In a federal complaint in Dallas, AT&T and its subsidiaries claim that Phil Iverson and Chris J. Gose masterminded the scam, acting, or claiming to act, on behalf of co-defendants CCI Communications, Feature Films for Families, and Blue Skye, among others.
AT&T claims the men used an auto-dialing program to repeatedly and deliberately place “spoofed” calls to landline and wireless customers.
“The purpose of these spoofed calls is to trick AT&T’s electronic telephone switches (which are specialized types of computers) and related network facilities into searching for and delivering to the defendants, caller ID name and number information for hundreds of millions of telephone numbers stored in AT&T’s electronic customer name database and other electronic customer name (CNAM) databases,” according to the complaint. (Parentheses in complaint.)
It adds: “This information has considerable commercial value, particularly given the increasing number of wireless service subscribers and hence wireless telephone numbers, for which matching name and number information is generally not available through published directories, directory assistance, or other public information services.”
AT&T says the men did this to harvest commercially valuable subscriber names and numbers and use them illegitimately for their own business interests, probably including but not limited to telemarketing.
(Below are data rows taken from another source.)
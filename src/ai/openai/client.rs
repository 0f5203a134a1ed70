use super::types::{ChatCompletionRequest, ChatCompletionResponse};
use crate::{Error, Result};
use reqwest::Client;
use serde::de::DeserializeOwned;
use serde::Serialize;
use std::time::Duration;

const DEFAULT_BASE_URL: &str = "https://api.openai.com";

pub struct OpenAiHttpClient {
    client: Client,
    api_key: String,
    base_url: String,
    timeout: Duration,
}

impl OpenAiHttpClient {
    pub fn new(api_key: String, timeout: Duration) -> Self {
        Self::new_with_client(api_key, timeout, Client::new())
    }

    pub fn new_with_client(api_key: String, timeout: Duration, client: Client) -> Self {
        Self {
            client,
            api_key,
            base_url: DEFAULT_BASE_URL.to_string(),
            timeout,
        }
    }

    pub fn with_base_url(mut self, base_url: String) -> Self {
        self.base_url = base_url.trim_end_matches('/').to_string();
        self
    }

    /// POST `request` as JSON and decode the response body.
    ///
    /// Every failure, transport or HTTP status or decoding, is reported as
    /// [`Error::Provider`].
    pub async fn post<Req: Serialize, Resp: DeserializeOwned>(
        &self,
        path: &str,
        request: &Req,
    ) -> Result<Resp> {
        let url = format!("{}{}", self.base_url, path);
        let response = self
            .client
            .post(&url)
            .timeout(self.timeout)
            .header("Authorization", format!("Bearer {}", self.api_key))
            .json(request)
            .send()
            .await
            .map_err(|e| {
                tracing::error!("Failed to send request to OpenAI: {}", e);
                Error::Provider(format!("OpenAI request failed: {}", e))
            })?;

        let status = response.status();
        let body = response
            .text()
            .await
            .map_err(|e| Error::Provider(format!("Failed to read OpenAI response: {}", e)))?;

        if !status.is_success() {
            tracing::error!("OpenAI API error (status {}): {}", status, body);
            return Err(Error::Provider(format!(
                "OpenAI API error (status {}): {}",
                status, body
            )));
        }

        serde_json::from_str(&body).map_err(|e| {
            tracing::error!("Failed to parse OpenAI response: {}\nBody: {}", e, body);
            Error::Provider(format!("Failed to parse OpenAI response: {}", e))
        })
    }

    pub async fn chat_completion(
        &self,
        request: ChatCompletionRequest,
    ) -> Result<ChatCompletionResponse> {
        self.post("/v1/chat/completions", &request).await
    }
}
“Defendants likely have used the misappropriated CNAM data for telemarketing and/or other commercially valuable purposes,” the complaint states. “Since 2006, AT&T’s internal network fraud detection organization has uncovered numerous instances of defendants’ data mining schemes. In some cases, AT&T has terminated or disabled the services that defendants have used to accomplish their unlawful data mining; in other cases, defendants themselves have stopped using their AT&T services once the fraud has been detected.
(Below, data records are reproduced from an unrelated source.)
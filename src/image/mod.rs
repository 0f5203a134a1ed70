//! Stock photo retrieval for article pages
//!
//! Images are best-effort: a source that cannot deliver returns `None` and the
//! article is published without a figure.

pub mod mock;
pub mod picsum;

pub use mock::MockImageSource;
pub use picsum::PicsumClient;

use async_trait::async_trait;

/// Image bytes plus the attribution shown under them.
#[derive(Debug, Clone, PartialEq, Eq)]
pub struct FetchedImage {
    pub bytes: Vec<u8>,
    pub credit: String,
}

#[async_trait]
pub trait ImageSource: Send + Sync {
    /// Fetch one image; `seed` picks the image, a random one is used when `None`.
    async fn fetch_image(&self, seed: Option<u32>) -> Option<FetchedImage>;
}
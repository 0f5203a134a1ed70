//! Static HTML pages for generated articles
//!
//! Every page is a complete document with no external dependencies beyond the
//! site stylesheet. Text fields are escaped by `maud`; the article body is
//! model-produced HTML and is inserted as-is.

use chrono::{DateTime, Datelike, Utc};
use maud::{html, PreEscaped, DOCTYPE};

pub const SITE_NAME: &str = "Weather Now";
pub const CONTACT_EMAIL: &str = "contact@weathernow.example";

/// Web path under which article images are served.
const IMAGE_URL_PREFIX: &str = "/articles/images/";

/// Inputs for one article page.
#[derive(Debug, Clone, Copy)]
pub struct PageContent<'a> {
    pub title: &'a str,
    pub meta: &'a str,
    pub image_file: Option<&'a str>,
    pub image_credit: &'a str,
    pub body_html: &'a str,
}

/// Render `page`, stamped as published now.
pub fn render_page(page: &PageContent<'_>) -> String {
    render_page_at(page, Utc::now())
}

/// Render `page` with an explicit publication time.
pub fn render_page_at(page: &PageContent<'_>, published: DateTime<Utc>) -> String {
    let published_label = published.format("%Y-%m-%d %H:%M UTC").to_string();
    let image_file = page.image_file.filter(|file| !file.is_empty());

    let document = html! {
        (DOCTYPE)
        html lang="en" {
            head {
                meta charset="UTF-8";
                meta name="viewport" content="width=device-width, initial-scale=1.0";
                title { (page.title) " - " (SITE_NAME) }
                meta name="description" content=(page.meta);
                link rel="stylesheet" href="/style.css";
            }
            body {
                header {
                    h1 { a href="/index.html" { (SITE_NAME) } }
                }
                main {
                    article {
                        h2 { (page.title) }
                        p { "Published: " (published_label) }
                        @if let Some(file) = image_file {
                            figure {
                                img src=(format!("{}{}", IMAGE_URL_PREFIX, file)) alt=(page.image_credit);
                                figcaption { (page.image_credit) }
                            }
                        }
                        (PreEscaped(page.body_html))
                        p {
                            em { "Author: " (SITE_NAME) " | Contact: " (CONTACT_EMAIL) }
                        }
                    }
                }
                footer {
                    p { "© " (published.year()) " " (SITE_NAME) }
                }
            }
        }
    };

    document.into_string()
}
“But even when they abandon one service, defendants’ data mining continues – in new locations, using different telephone lines, different services, and even different carriers. By constantly adjusting and refining their data mining techniques, Defendants have been able to launch a series of cyber-attacks on and gain unauthorized access to AT&T’s electronic CNAM database during the past 5 years.”
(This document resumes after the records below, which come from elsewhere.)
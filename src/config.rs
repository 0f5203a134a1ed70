//! Run configuration
//!
//! Built once at startup and handed to [`crate::app::App`]. The only value
//! read from the environment is the OpenAI credential; everything else is a
//! compiled-in default that the CLI may override.

use crate::{Error, Result};
use std::path::{Path, PathBuf};

pub const API_KEY_VAR: &str = "OPENAI_API_KEY";
pub const DEFAULT_CHAT_MODEL: &str = "gpt-4o-mini";
pub const DEFAULT_ARTICLES_DIR: &str = "articles";
pub const DEFAULT_POSTS_PER_RUN: usize = 3;
pub const DEFAULT_TOPICS: [&str; 5] = ["weather", "science", "nature", "news", "today weather"];

#[derive(Debug, Clone)]
pub struct Config {
    pub openai_api_key: String,
    pub chat_model: String,
    pub articles_dir: PathBuf,
    pub posts_per_run: usize,
    pub topics: Vec<String>,
}

impl Config {
    pub fn new(openai_api_key: String) -> Self {
        Self {
            openai_api_key,
            chat_model: DEFAULT_CHAT_MODEL.to_string(),
            articles_dir: PathBuf::from(DEFAULT_ARTICLES_DIR),
            posts_per_run: DEFAULT_POSTS_PER_RUN,
            topics: DEFAULT_TOPICS.iter().map(|t| t.to_string()).collect(),
        }
    }

    /// Load the credential from the process environment (and `.env`, if any).
    pub fn from_env() -> Result<Self> {
        dotenvy::dotenv().ok();

        let api_key = std::env::var(API_KEY_VAR).unwrap_or_default();
        Self::from_api_key(api_key)
    }

    fn from_api_key(api_key: String) -> Result<Self> {
        if api_key.trim().is_empty() {
            return Err(Error::Config(format!(
                "{} not set. Export it or add it to .env before running.",
                API_KEY_VAR
            )));
        }
        Ok(Self::new(api_key))
    }

    pub fn with_articles_dir(mut self, dir: impl Into<PathBuf>) -> Self {
        self.articles_dir = dir.into();
        self
    }

    pub fn with_posts_per_run(mut self, posts: usize) -> Self {
        self.posts_per_run = posts;
        self
    }

    pub fn with_topics<I, S>(mut self, topics: I) -> Self
    where
        I: IntoIterator<Item = S>,
        S: Into<String>,
    {
        self.topics = topics.into_iter().map(Into::into).collect();
        self
    }

    /// Where article images are stored, always `<articles_dir>/images`.
    pub fn images_dir(&self) -> PathBuf {
        self.articles_dir.join("images")
    }

    pub fn articles_dir(&self) -> &Path {
        &self.articles_dir
    }

    pub fn validate(&self) -> Result<()> {
        if self.posts_per_run == 0 {
            return Err(Error::Config("posts per run must be at least 1".to_string()));
        }
        if self.topics.is_empty() {
            return Err(Error::Config("topic pool is empty".to_string()));
        }
        if self.topics.iter().any(|t| t.trim().is_empty()) {
            return Err(Error::Config("topic pool contains a blank topic".to_string()));
        }
        Ok(())
    }
}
To run the scam, AT&T says, the men purchased some of its services, including caller ID, then made spoofed calls to cause AT&T’s computerized switching system to generate an electronic caller ID inquiry to send information to the called party.
“Because the defendants are on both sides of these calls – initiating and receiving them – they are able, on the calling side, to use computerized auto-dialing functions to spoof millions of calling numbers for which the defendants seek CNAM data and then, on the receiving end, to capture the customer name information displayed on their caller ID devices,” AT&T says.
AT&T says this is illegal, and has cost it a lot of money: “Defendants’ unlawful data mining has imposed significant costs on AT&T – including not only the network-related costs of processing hundreds of millions of spoofed telephone calls, but also the costs and fees associated with the CNAM data searches themselves (which are charged for on a ‘per-dip’ basis by the CNAM database providers) and the costs of detecting, uncovering, and taking steps to reduce the recurrence of, the fraud.”
AT&T seeks an injunction and actual and punitive damages for fraud, misrepresentation, trespass to chattel, conversion, unjust enrichment, tampering with computer data and computer trespass.
It is represented by house counsel Lawrence Fogel of Dallas.